If you’re looking for techniques with what to actually do with these words and how to learn vocabulary in any language, check this article from Kerstin at Fluent Language.

Essential Vocabulary to Learn in Any Language

For Short Term Travel

At the Bare Minimum

Hello
Thank you
Goodbye
Please
Yes
No
Maybe

What you can already do with this:

Basic politeness. I mean, you could smile and wave but it’s nicer if you can open your mouth as well, right?

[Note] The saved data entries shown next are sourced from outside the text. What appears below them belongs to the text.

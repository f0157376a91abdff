//! Integration tests for Foreman
//!
//! These drive the `foreman` binary against temporary job log directories.

use assert_cmd::Command;
use assert_cmd::cargo::cargo_bin_cmd;
use predicates::prelude::*;
use std::fs;
use std::path::Path;
use tempfile::TempDir;

const ENV_OVERRIDES: &[&str] = &[
    "FOREMAN_DATA_DIR",
    "FOREMAN_PORT",
    "FOREMAN_HOST",
    "FOREMAN_PUBLIC_URL",
    "FOREMAN_TIMEOUT_SECS",
    "CLAUDE_CMD",
    "RUST_LOG",
];

/// Helper to create a foreman Command isolated from the caller's environment
fn foreman(dir: &TempDir) -> Command {
    let mut cmd = cargo_bin_cmd!("foreman");
    cmd.current_dir(dir.path());
    for key in ENV_OVERRIDES {
        cmd.env_remove(key);
    }
    cmd
}

fn write_job(data_dir: &Path, job_id: &str, lines: &[&str]) {
    fs::create_dir_all(data_dir).unwrap();
    let mut content = lines.join("\n");
    content.push('\n');
    fs::write(data_dir.join(format!("{job_id}.jsonl")), content).unwrap();
}

/// A completed job and a running one, one day apart.
fn seed_jobs(dir: &TempDir) -> std::path::PathBuf {
    let data_dir = dir.path().join("jobs");
    write_job(
        &data_dir,
        "job-1",
        &[
            r#"{"id":"1","job_id":"job-1","type":"job_started","timestamp":"2026-01-01T10:00:00Z","data":{"task":"fix bug"}}"#,
            r#"{"id":"2","job_id":"job-1","type":"llm_response","timestamp":"2026-01-01T10:01:00Z","data":{"cost_usd":0.1,"input_tokens":100,"output_tokens":40}}"#,
            r#"{"id":"3","job_id":"job-1","type":"job_completed","timestamp":"2026-01-01T10:02:00Z","data":{"final_response":"Fixed","total_cost_usd":0.42}}"#,
        ],
    );
    write_job(
        &data_dir,
        "job-2",
        &[
            r#"{"id":"4","job_id":"job-2","type":"job_started","timestamp":"2026-01-02T10:00:00Z","data":{"task":"add feature"}}"#,
            r#"{"id":"5","job_id":"job-2","type":"process_output_line","timestamp":"2026-01-02T10:00:01Z","data":{"kind":"text","text":"Reading the code"}}"#,
            "{\"id\":\"6\",\"job_id\":\"job-2\",\"type\":\"proc",
        ],
    );
    data_dir
}

// =============================================================================
// Basic CLI Tests
// =============================================================================

mod cli_basics {
    use super::*;

    #[test]
    fn test_foreman_help() {
        let dir = TempDir::new().unwrap();
        foreman(&dir)
            .arg("--help")
            .assert()
            .success()
            .stdout(predicate::str::contains("serve"))
            .stdout(predicate::str::contains("exec"));
    }

    #[test]
    fn test_foreman_version() {
        let dir = TempDir::new().unwrap();
        foreman(&dir)
            .arg("--version")
            .assert()
            .success()
            .stdout(predicate::str::contains("foreman"));
    }

    #[test]
    fn test_invalid_config_is_reported() {
        let dir = TempDir::new().unwrap();
        fs::create_dir_all(dir.path().join(".foreman")).unwrap();
        fs::write(
            dir.path().join(".foreman/foreman.toml"),
            "[hub]\ningest_capacity = 0\n",
        )
        .unwrap();
        foreman(&dir)
            .args(["serve", "--port", "0"])
            .assert()
            .failure()
            .stderr(predicate::str::contains("hub.ingest_capacity"));
    }
}

// =============================================================================
// Read commands
// =============================================================================

mod read_commands {
    use super::*;

    #[test]
    fn test_jobs_empty_store() {
        let dir = TempDir::new().unwrap();
        foreman(&dir)
            .args(["--data-dir", "missing", "jobs"])
            .assert()
            .success()
            .stdout(predicate::str::contains("No jobs found"));
    }

    #[test]
    fn test_jobs_json_lists_most_recent_first() {
        let dir = TempDir::new().unwrap();
        let data_dir = seed_jobs(&dir);

        let output = foreman(&dir)
            .arg("--data-dir")
            .arg(&data_dir)
            .args(["jobs", "--json"])
            .output()
            .unwrap();
        assert!(output.status.success());

        let jobs: serde_json::Value = serde_json::from_slice(&output.stdout).unwrap();
        let jobs = jobs.as_array().unwrap();
        assert_eq!(jobs.len(), 2);
        assert_eq!(jobs[0]["id"], "job-2");
        assert_eq!(jobs[0]["status"], "running");
        assert_eq!(jobs[1]["id"], "job-1");
        assert_eq!(jobs[1]["status"], "completed");
        assert_eq!(jobs[1]["task"], "fix bug");
        assert_eq!(jobs[1]["cost_usd"], 0.42);
    }

    #[test]
    fn test_jobs_table() {
        let dir = TempDir::new().unwrap();
        let data_dir = seed_jobs(&dir);
        foreman(&dir)
            .arg("--data-dir")
            .arg(&data_dir)
            .arg("jobs")
            .assert()
            .success()
            .stdout(predicate::str::contains("job-1"))
            .stdout(predicate::str::contains("add feature"));
    }

    #[test]
    fn test_show_skips_corrupt_trailing_line() {
        let dir = TempDir::new().unwrap();
        let data_dir = seed_jobs(&dir);

        let output = foreman(&dir)
            .arg("--data-dir")
            .arg(&data_dir)
            .args(["show", "job-2", "--json"])
            .output()
            .unwrap();
        assert!(output.status.success());
        let events: serde_json::Value = serde_json::from_slice(&output.stdout).unwrap();
        assert_eq!(events.as_array().unwrap().len(), 2);
    }

    #[test]
    fn test_show_text_output() {
        let dir = TempDir::new().unwrap();
        let data_dir = seed_jobs(&dir);
        foreman(&dir)
            .arg("--data-dir")
            .arg(&data_dir)
            .args(["show", "job-1"])
            .assert()
            .success()
            .stdout(predicate::str::contains("job_started"))
            .stdout(predicate::str::contains("fix bug"))
            .stdout(predicate::str::contains("Fixed"));
    }

    #[test]
    fn test_show_unknown_job_fails() {
        let dir = TempDir::new().unwrap();
        let data_dir = seed_jobs(&dir);
        foreman(&dir)
            .arg("--data-dir")
            .arg(&data_dir)
            .args(["show", "nope"])
            .assert()
            .failure()
            .stderr(predicate::str::contains("not found"));
    }

    #[test]
    fn test_stats_json() {
        let dir = TempDir::new().unwrap();
        let data_dir = seed_jobs(&dir);

        let output = foreman(&dir)
            .arg("--data-dir")
            .arg(&data_dir)
            .args(["stats", "--json"])
            .output()
            .unwrap();
        assert!(output.status.success());
        let stats: serde_json::Value = serde_json::from_slice(&output.stdout).unwrap();
        assert_eq!(stats["total_jobs"], 2);
        assert_eq!(stats["completed_jobs"], 1);
        assert_eq!(stats["running_jobs"], 1);
        assert_eq!(stats["total_input_tokens"], 100);
        assert_eq!(stats["total_output_tokens"], 40);
    }

    #[test]
    fn test_data_dir_from_environment() {
        let dir = TempDir::new().unwrap();
        let data_dir = seed_jobs(&dir);
        foreman(&dir)
            .env("FOREMAN_DATA_DIR", &data_dir)
            .args(["stats", "--json"])
            .assert()
            .success()
            .stdout(predicate::str::contains("\"total_jobs\": 2"));
    }
}

// =============================================================================
// Exec
// =============================================================================

#[cfg(unix)]
mod exec {
    use super::*;

    /// Config whose code tool is a shell script printing stream-json.
    fn write_fake_tool_config(dir: &TempDir, script: &str) {
        #[derive(serde::Serialize)]
        struct Runner<'a> {
            command: &'a str,
            args: Vec<&'a str>,
            timeout_secs: u64,
        }
        #[derive(serde::Serialize)]
        struct Config<'a> {
            runner: Runner<'a>,
        }
        let config = Config {
            runner: Runner {
                command: "sh",
                args: vec!["-c", script, "fake-claude"],
                timeout_secs: 30,
            },
        };
        fs::create_dir_all(dir.path().join(".foreman")).unwrap();
        fs::write(
            dir.path().join(".foreman/foreman.toml"),
            toml::to_string(&config).unwrap(),
        )
        .unwrap();
    }

    #[test]
    fn test_exec_records_completed_job() {
        let dir = TempDir::new().unwrap();
        write_fake_tool_config(
            &dir,
            r#"printf '%s\n' '{"type":"assistant","message":{"content":[{"type":"text","text":"Working on it"}]}}'
printf '%s\n' '{"type":"result","result":"Done\nFOREMAN_STATUS: {\"status\":\"completed\",\"message\":\"Fixed the bug\"}","total_cost_usd":0.25}'"#,
        );

        foreman(&dir)
            .args(["exec", "--job", "job-7", "fix the bug"])
            .assert()
            .success()
            .stdout(predicate::str::contains("Fixed the bug"));

        let output = foreman(&dir)
            .args(["show", "job-7", "--json"])
            .output()
            .unwrap();
        assert!(output.status.success());
        let events: Vec<serde_json::Value> = serde_json::from_slice(&output.stdout).unwrap();
        let types: Vec<&str> = events.iter().map(|e| e["type"].as_str().unwrap()).collect();
        assert_eq!(types.first(), Some(&"job_started"));
        assert_eq!(types.last(), Some(&"job_completed"));
        assert!(types.contains(&"process_output_line"));
        assert!(types.contains(&"slack_notification"));
        assert!(types.contains(&"llm_response"));
        assert_eq!(events[0]["data"]["task"], "fix the bug");

        let output = foreman(&dir).args(["jobs", "--json"]).output().unwrap();
        let jobs: serde_json::Value = serde_json::from_slice(&output.stdout).unwrap();
        assert_eq!(jobs[0]["status"], "completed");
        assert_eq!(jobs[0]["cost_usd"], 0.25);
    }

    #[test]
    fn test_exec_reported_error_exits_nonzero() {
        let dir = TempDir::new().unwrap();
        write_fake_tool_config(
            &dir,
            r#"printf '%s\n' '{"type":"result","result":"FOREMAN_STATUS: {\"status\":\"error\",\"message\":\"Cannot push\"}"}'"#,
        );

        foreman(&dir)
            .args(["exec", "--job", "job-8", "push it"])
            .assert()
            .failure()
            .stdout(predicate::str::contains("Cannot push"));
    }

    #[test]
    fn test_failed_exec_flushes_log_file() {
        let dir = TempDir::new().unwrap();
        write_fake_tool_config(
            &dir,
            r#"printf '%s\n' '{"type":"result","result":"FOREMAN_STATUS: {\"status\":\"error\",\"message\":\"Cannot push\"}"}'"#,
        );

        foreman(&dir)
            .args(["--log-dir", "logs", "exec", "--job", "job-9", "push it"])
            .assert()
            .failure();

        let logs: String = fs::read_dir(dir.path().join("logs"))
            .unwrap()
            .map(|entry| fs::read_to_string(entry.unwrap().path()).unwrap())
            .collect();
        assert!(logs.contains("Job failed"), "log file missing final lines: {logs}");
    }
}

Thank the air steward, the immigration officer, the bus driver, the hotel staff, the restaurant staff…

Greet the air steward, the immigration officer, the bus driver, the hotel staff, the restaurant staff…

Say hello back when strangers say hello. Ignore everything your parents taught you as a child about talking to strangers. (But, you know, be cautious. Obviously.)

Say ‘no thank you’ when people try and sell you something you don’t want.

Say ‘yes please’ when people try and sell you something you do want.

Ok, I’m in! What next?!

One
Two
How much?
Other necessary number words for currency
(are we talking hundreds of Bulgarian Lev, thousands of Vietnamese Dong or tens of thousands of South Korean Won? And what’s the word for the currency – Lev and pennies, Dong and cents? Hmm, don’t think so. Find out how to say these bits too.)

What you can do now:

Order food and tickets with basic request and point, nod and smile (and a verbal thank you, of course! Go us!)

Ask for prices and hopefully understand the answer!

Something worth thinking of here – if you ask for the price in the language and don’t understand the response, have a notebook in your pocket ready to ask to see it written.

Gimme more like the Britney Spears song!

What is this?
Do you have…? / Is there…?
I go/am going…
I need…
I want…/I would like…

Ok. You can do a lot more stuff now:

Ask what is in the food you see. Helpful to avoid any deadly allergic reactions. I could be saving a life here. You’re welcome.

Ask for the names if things in the language you’re learning. You may have picked up the word for the language name by now, so can expand on “What is this?” with a “English – mushroom. Korean…?” Cue inflection tone.

Start to form slightly longer sentences. For example, we can already master the majestic sentence that is…”I would like one please”. Go us!

Tell people your basic needs with a little miming. For example, if you’re thirsty say “I want” and mime drinking, or if you’re lost say “I go” and point to a place on a map then shrug at who you’re speaking to.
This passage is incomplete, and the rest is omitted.